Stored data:
((

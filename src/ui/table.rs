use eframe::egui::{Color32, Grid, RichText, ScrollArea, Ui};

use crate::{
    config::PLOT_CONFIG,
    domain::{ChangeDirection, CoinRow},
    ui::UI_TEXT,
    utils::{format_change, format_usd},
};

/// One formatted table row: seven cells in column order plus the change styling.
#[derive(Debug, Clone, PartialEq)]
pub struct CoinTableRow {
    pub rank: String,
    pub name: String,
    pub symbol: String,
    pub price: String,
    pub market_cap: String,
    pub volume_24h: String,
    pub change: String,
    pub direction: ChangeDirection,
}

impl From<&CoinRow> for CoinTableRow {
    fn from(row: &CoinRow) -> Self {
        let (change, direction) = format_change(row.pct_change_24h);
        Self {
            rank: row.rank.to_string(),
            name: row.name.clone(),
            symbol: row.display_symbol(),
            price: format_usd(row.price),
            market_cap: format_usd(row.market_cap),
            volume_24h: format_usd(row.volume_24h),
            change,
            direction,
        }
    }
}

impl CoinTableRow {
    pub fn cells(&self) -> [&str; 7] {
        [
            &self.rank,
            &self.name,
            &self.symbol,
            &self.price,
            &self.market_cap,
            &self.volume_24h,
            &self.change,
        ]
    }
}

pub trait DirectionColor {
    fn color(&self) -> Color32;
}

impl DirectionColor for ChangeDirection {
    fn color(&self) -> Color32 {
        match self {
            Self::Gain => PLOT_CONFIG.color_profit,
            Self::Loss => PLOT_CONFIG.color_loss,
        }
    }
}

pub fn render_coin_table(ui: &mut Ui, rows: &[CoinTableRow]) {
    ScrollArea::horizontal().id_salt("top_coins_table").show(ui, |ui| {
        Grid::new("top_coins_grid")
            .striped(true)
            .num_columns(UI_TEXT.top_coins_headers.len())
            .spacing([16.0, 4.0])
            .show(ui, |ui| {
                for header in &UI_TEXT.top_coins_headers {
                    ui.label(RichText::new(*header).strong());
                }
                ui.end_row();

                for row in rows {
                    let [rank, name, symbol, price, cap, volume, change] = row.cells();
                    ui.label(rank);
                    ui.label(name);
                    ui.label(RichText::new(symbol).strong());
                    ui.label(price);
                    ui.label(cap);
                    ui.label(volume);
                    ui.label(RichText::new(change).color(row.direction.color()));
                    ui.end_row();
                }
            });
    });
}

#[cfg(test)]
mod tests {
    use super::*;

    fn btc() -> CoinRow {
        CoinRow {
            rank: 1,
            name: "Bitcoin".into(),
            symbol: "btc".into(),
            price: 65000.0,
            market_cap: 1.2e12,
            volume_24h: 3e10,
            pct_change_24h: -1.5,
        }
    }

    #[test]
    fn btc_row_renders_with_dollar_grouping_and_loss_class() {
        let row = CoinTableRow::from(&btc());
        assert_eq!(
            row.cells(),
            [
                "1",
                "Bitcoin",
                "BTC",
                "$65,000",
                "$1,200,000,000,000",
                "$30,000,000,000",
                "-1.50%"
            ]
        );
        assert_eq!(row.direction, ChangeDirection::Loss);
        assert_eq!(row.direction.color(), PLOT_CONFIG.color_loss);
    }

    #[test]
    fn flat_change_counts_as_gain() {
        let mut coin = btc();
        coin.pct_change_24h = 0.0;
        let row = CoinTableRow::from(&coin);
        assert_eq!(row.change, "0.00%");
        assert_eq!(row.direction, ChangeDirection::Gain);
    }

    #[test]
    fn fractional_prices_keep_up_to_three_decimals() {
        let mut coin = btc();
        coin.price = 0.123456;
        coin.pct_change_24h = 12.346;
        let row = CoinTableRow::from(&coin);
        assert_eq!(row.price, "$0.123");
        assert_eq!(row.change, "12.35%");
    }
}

))

Up to and including the line that contains "fn from(row: &CoinRow)", output the records above exactly, beginning with their first line.

filename src/ui/table.rs
use eframe::egui::{Color32, Grid, RichText, ScrollArea, Ui};

use crate::{
    config::PLOT_CONFIG,
    domain::{ChangeDirection, CoinRow},
    ui::UI_TEXT,
    utils::{format_change, format_usd},
};

/// One formatted table row: seven cells in column order plus the change styling.
#[derive(Debug, Clone, PartialEq)]
pub struct CoinTableRow {
    pub rank: String,
    pub name: String,
    pub symbol: String,
    pub price: String,
    pub market_cap: String,
    pub volume_24h: String,
    pub change: String,
    pub direction: ChangeDirection,
}

impl From<&CoinRow> for CoinTableRow {
    fn from(row: &CoinRow) -> Self {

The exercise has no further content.